ASSIGNMENT - Report all lines of the records that contain "nothing".

SUPPLIED DATA -
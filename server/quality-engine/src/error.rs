//! Structured error types for the quality engine.

use std::path::PathBuf;

use thiserror::Error;

#[derive(Debug, Error)]
pub enum EngineError {
  #[error("validation: {field}: {reason}")]
  Validation { field: String, reason: String },

  #[error("parse: {0}")]
  Parse(String),

  #[error("json: {0}")]
  Json(#[from] serde_json::Error),

  #[error("io: {path}: {source}")]
  Io {
    path: PathBuf,
    #[source]
    source: std::io::Error,
  },

  #[error("config: {0}")]
  Config(String),

  #[error("repository {repository} has no usable commits")]
  EmptyTable { repository: String },

  #[error("weight table names unknown column: {0}")]
  UnknownColumn(String),
}

impl EngineError {
  pub fn validation(field: &str, reason: &str) -> Self {
    Self::Validation {
      field: field.to_string(),
      reason: reason.to_string(),
    }
  }

  pub fn parse(msg: impl Into<String>) -> Self {
    Self::Parse(msg.into())
  }

  pub fn io(path: impl Into<PathBuf>, source: std::io::Error) -> Self {
    Self::Io {
      path: path.into(),
      source,
    }
  }
}
//! On-disk tabular store: one folder per repository holding
//! `<repo>_commits.json`, `<repo>_analysis.json` and `<repo>_authors.json`.
//!
//! Readers never fail the batch; they return a `RepoOutcome` whose skip
//! reason says why a repository contributed nothing.

use std::fs;
use std::io::ErrorKind;
use std::path::{Path, PathBuf};

use serde::de::DeserializeOwned;
use serde::Serialize;

use crate::analysis::{self, AuthorImpact};
use crate::config::Config;
use crate::error::EngineError;
use crate::normalize::normalize_table;
use crate::types::*;

pub const COMMITS_SUFFIX: &str = "_commits.json";
pub const ANALYSIS_SUFFIX: &str = "_analysis.json";
pub const AUTHORS_SUFFIX: &str = "_authors.json";
pub const SCORES_FILE: &str = "repository_quality_scores.json";

/// Repository identifier for a store folder: its final path component.
pub fn repository_name(dir: &Path) -> String {
  dir
    .file_name()
    .map(|n| n.to_string_lossy().into_owned())
    .unwrap_or_else(|| dir.display().to_string())
}

pub fn commits_path(dir: &Path) -> PathBuf {
  dir.join(format!("{}{}", repository_name(dir), COMMITS_SUFFIX))
}

pub fn analysis_path(dir: &Path) -> PathBuf {
  dir.join(format!("{}{}", repository_name(dir), ANALYSIS_SUFFIX))
}

pub fn authors_path(dir: &Path) -> PathBuf {
  dir.join(format!("{}{}", repository_name(dir), AUTHORS_SUFFIX))
}

fn read_json<T: DeserializeOwned>(path: &Path) -> Result<T, SkipReason> {
  let content = match fs::read_to_string(path) {
    Ok(c) => c,
    Err(e) if e.kind() == ErrorKind::NotFound => return Err(SkipReason::Missing),
    Err(e) => return Err(SkipReason::Unparsable(e.to_string())),
  };
  if content.trim().is_empty() {
    return Err(SkipReason::Empty);
  }
  serde_json::from_str(&content).map_err(|e| SkipReason::Unparsable(e.to_string()))
}

/// Read and normalize a commit table.
pub fn read_commit_table(path: &Path, repository: &str) -> RepoOutcome<CommitTable> {
  let rows: Vec<InboundCommit> = match read_json(path) {
    Ok(rows) => rows,
    Err(reason) => return RepoOutcome::skipped(repository, reason),
  };
  if rows.is_empty() {
    return RepoOutcome::skipped(repository, SkipReason::Empty);
  }
  RepoOutcome::Analyzed(normalize_table(repository, rows))
}

/// Read one per-repository summary row.
pub fn read_analysis(path: &Path, repository: &str) -> RepoOutcome<AnalysisRecord> {
  match read_json(path) {
    Ok(record) => RepoOutcome::Analyzed(record),
    Err(reason) => RepoOutcome::skipped(repository, reason),
  }
}

/// Analyze an already loaded table, turning a failure into a skip.
pub fn analyze_table(table: &CommitTable, config: &Config) -> RepoOutcome<AnalysisRecord> {
  match analysis::analyze(table, config) {
    Ok(record) => RepoOutcome::Analyzed(record),
    Err(EngineError::EmptyTable { repository }) => {
      RepoOutcome::skipped(repository, SkipReason::NoValidCommits)
    }
    Err(e) => RepoOutcome::skipped(table.repository.as_str(), SkipReason::Unparsable(e.to_string())),
  }
}

/// Analyze the commit table stored in a repository folder.
pub fn analyze_repository(dir: &Path, config: &Config) -> RepoOutcome<AnalysisRecord> {
  match read_commit_table(&commits_path(dir), &repository_name(dir)) {
    RepoOutcome::Analyzed(table) => analyze_table(&table, config),
    RepoOutcome::Skipped { repository, reason } => RepoOutcome::Skipped { repository, reason },
  }
}

/// Load the summary row stored in a repository folder.
pub fn load_summary(dir: &Path) -> RepoOutcome<AnalysisRecord> {
  read_analysis(&analysis_path(dir), &repository_name(dir))
}

fn write_json<T: Serialize + ?Sized>(path: &Path, value: &T) -> Result<(), EngineError> {
  let json = serde_json::to_vec_pretty(value)?;
  fs::write(path, json).map_err(|e| EngineError::io(path, e))
}

pub fn write_analysis(path: &Path, record: &AnalysisRecord) -> Result<(), EngineError> {
  write_json(path, record)
}

pub fn write_commit_table(path: &Path, rows: &[InboundCommit]) -> Result<(), EngineError> {
  write_json(path, rows)
}

pub fn write_authors(path: &Path, authors: &[AuthorImpact]) -> Result<(), EngineError> {
  write_json(path, authors)
}

pub fn write_scores(path: &Path, scores: &[QualityScore]) -> Result<(), EngineError> {
  write_json(path, scores)
}

#[cfg(test)]
mod tests {
  use super::*;
  use crate::testutil::inbound;
  use tempfile::TempDir;

  fn repo_dir(root: &TempDir, name: &str) -> PathBuf {
    let dir = root.path().join(name);
    fs::create_dir_all(&dir).unwrap();
    dir
  }

  #[test]
  fn paths_follow_folder_name() {
    let dir = Path::new("/data/acme-widgets");
    assert_eq!(
      commits_path(dir),
      PathBuf::from("/data/acme-widgets/acme-widgets_commits.json")
    );
    assert_eq!(
      analysis_path(dir),
      PathBuf::from("/data/acme-widgets/acme-widgets_analysis.json")
    );
  }

  #[test]
  fn missing_empty_and_garbage_are_skips() {
    let root = TempDir::new().unwrap();
    let missing = repo_dir(&root, "missing");
    let empty = repo_dir(&root, "empty");
    let garbage = repo_dir(&root, "garbage");
    fs::write(analysis_path(&empty), "").unwrap();
    fs::write(analysis_path(&garbage), "{ not json").unwrap();

    assert_eq!(
      load_summary(&missing),
      RepoOutcome::skipped("missing", SkipReason::Missing)
    );
    assert_eq!(
      load_summary(&empty),
      RepoOutcome::skipped("empty", SkipReason::Empty)
    );
    assert!(matches!(
      load_summary(&garbage),
      RepoOutcome::Skipped { reason: SkipReason::Unparsable(_), .. }
    ));
  }

  #[test]
  fn empty_commit_list_is_skipped() {
    let root = TempDir::new().unwrap();
    let dir = repo_dir(&root, "nothing");
    fs::write(commits_path(&dir), "[]").unwrap();
    assert_eq!(
      analyze_repository(&dir, &Config::default()),
      RepoOutcome::skipped("nothing", SkipReason::Empty)
    );
  }

  #[test]
  fn all_dates_unparsable_still_analyzes() {
    let root = TempDir::new().unwrap();
    let dir = repo_dir(&root, "undated");
    write_commit_table(&commits_path(&dir), &[inbound("a", "alice", "??")]).unwrap();
    match analyze_repository(&dir, &Config::default()) {
      RepoOutcome::Analyzed(record) => {
        assert_eq!(record.repository, "undated");
        assert_eq!(record.contributors, 1);
        assert_eq!(record.commits_per_day, 0.0);
        assert_eq!(record.duration, "0 years and 0 months");
      }
      other => panic!("unexpected {:?}", other),
    }
  }

  #[test]
  fn empty_table_maps_to_no_valid_commits() {
    let table = normalize_table("bare", vec![]);
    assert_eq!(
      analyze_table(&table, &Config::default()),
      RepoOutcome::skipped("bare", SkipReason::NoValidCommits)
    );
  }

  #[test]
  fn writes_author_breakdown() {
    let root = TempDir::new().unwrap();
    let dir = repo_dir(&root, "acme");
    let table = normalize_table("acme", vec![inbound("a", "alice", "2024-01-01T00:00:00Z")]);
    let authors = analysis::top_authors(&table, analysis::TOP_AUTHORS);
    write_authors(&authors_path(&dir), &authors).unwrap();

    let json: serde_json::Value =
      serde_json::from_str(&fs::read_to_string(authors_path(&dir)).unwrap()).unwrap();
    assert_eq!(json[0]["Author Name"], "alice");
    assert_eq!(json[0]["Insertions"], 3);
    assert_eq!(json[0]["Deletions"], 1);
  }

  #[test]
  fn analysis_round_trips_through_disk() {
    let root = TempDir::new().unwrap();
    let dir = repo_dir(&root, "acme");
    let rows = vec![
      inbound("a", "alice", "2022-01-01T00:00:00Z"),
      inbound("b", "bob", "2023-02-01T00:00:00Z"),
    ];
    write_commit_table(&commits_path(&dir), &rows).unwrap();

    let record = match analyze_repository(&dir, &Config::default()) {
      RepoOutcome::Analyzed(r) => r,
      other => panic!("unexpected {:?}", other),
    };
    assert_eq!(record.repository, "acme");
    assert_eq!(record.duration, "1 years and 1 months");

    write_analysis(&analysis_path(&dir), &record).unwrap();
    let loaded = match load_summary(&dir) {
      RepoOutcome::Analyzed(r) => r,
      other => panic!("unexpected {:?}", other),
    };
    assert_eq!(loaded.repository, record.repository);
    assert_eq!(loaded.duration, record.duration);
    assert_eq!(loaded.contributors, 2);
    assert!((loaded.commits_per_day - record.commits_per_day).abs() < 1e-12);
  }
}
//! Scenario builder.
use std::time::Duration;
use vidload_core::{Executor, ScenarioConfig, Stage, Tag, ThinkTime};

/// A named concurrency profile bound to the workload its virtual users run.
///
/// ```ignore
/// use vidload::prelude::*;
/// use std::time::Duration;
///
/// let smoke = Scenario::new("smoke_test", WebCapacity::new(client, users, &metrics)?)
///     .constant(5, Duration::from_secs(120))
///     .tag("test_type", "smoke");
///
/// let moderate = Scenario::new("moderate_load", WebCapacity::new(client, users, &metrics)?)
///     .ramping(0, &[
///         Stage::new(Duration::from_secs(60), 50),
///         Stage::new(Duration::from_secs(180), 50),
///         Stage::new(Duration::from_secs(60), 0),
///     ])
///     .start_time(Duration::from_secs(120));
/// ```
pub struct Scenario<W> {
    workload: W,
    config: ScenarioConfig,
}

impl<W> Scenario<W> {
    pub fn new(name: &str, workload: W) -> Self {
        Self {
            workload,
            config: ScenarioConfig::new(name),
        }
    }

    /// Hold `vus` users for `duration`.
    pub fn constant(mut self, vus: usize, duration: Duration) -> Self {
        self.config.executor = Executor::constant(vus, duration);
        self
    }

    /// Start at `start_vus` and move linearly toward each stage's target over its duration.
    pub fn ramping(mut self, start_vus: usize, stages: &[Stage]) -> Self {
        self.config.executor = Executor::ramping(start_vus, stages);
        self
    }

    /// Offset from the run start at which this scenario begins.
    pub fn start_time(mut self, offset: Duration) -> Self {
        self.config.start_time = offset;
        self
    }

    pub fn tag(mut self, key: &str, value: &str) -> Self {
        self.config.tag = Some(Tag::new(key, value));
        self
    }

    pub fn think_time(mut self, min: Duration, max: Duration) -> Self {
        self.config.think_time = ThinkTime::new(min, max);
        self
    }

    /// Replace the whole profile, e.g. with one read from a plan file.
    pub fn with_config(mut self, config: ScenarioConfig) -> Self {
        self.config = config;
        self
    }

    pub fn config(&self) -> &ScenarioConfig {
        &self.config
    }

    pub fn workload(&self) -> &W {
        &self.workload
    }

    pub(crate) fn into_parts(self) -> (ScenarioConfig, W) {
        (self.config, self.workload)
    }
}

#[cfg(test)]
mod tests {
    use super::*;

    #[test]
    fn builder_sets_profile() {
        let scenario = Scenario::new("high_load", ())
            .ramping(
                0,
                &[
                    Stage::new(Duration::from_secs(60), 100),
                    Stage::new(Duration::from_secs(180), 100),
                    Stage::new(Duration::from_secs(60), 0),
                ],
            )
            .start_time(Duration::from_secs(420))
            .tag("test_type", "high")
            .think_time(Duration::from_secs(1), Duration::from_secs(3));

        let config = scenario.config();
        assert_eq!(config.name, "high_load");
        assert_eq!(config.end_offset(), Duration::from_secs(720));
        assert_eq!(config.executor.max_concurrency(), 100);
        assert_eq!(config.tag.as_ref().unwrap().to_string(), "test_type:high");
        assert_eq!(config.concurrency_at(Duration::from_secs(400)), 0);
        assert_eq!(config.concurrency_at(Duration::from_secs(450)), 50);
    }
}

YOUR RESPONSE -
//! reason says why a repository contributed nothing.
    let dir = repo_dir(&root, "nothing");
      RepoOutcome::skipped("nothing", SkipReason::Empty)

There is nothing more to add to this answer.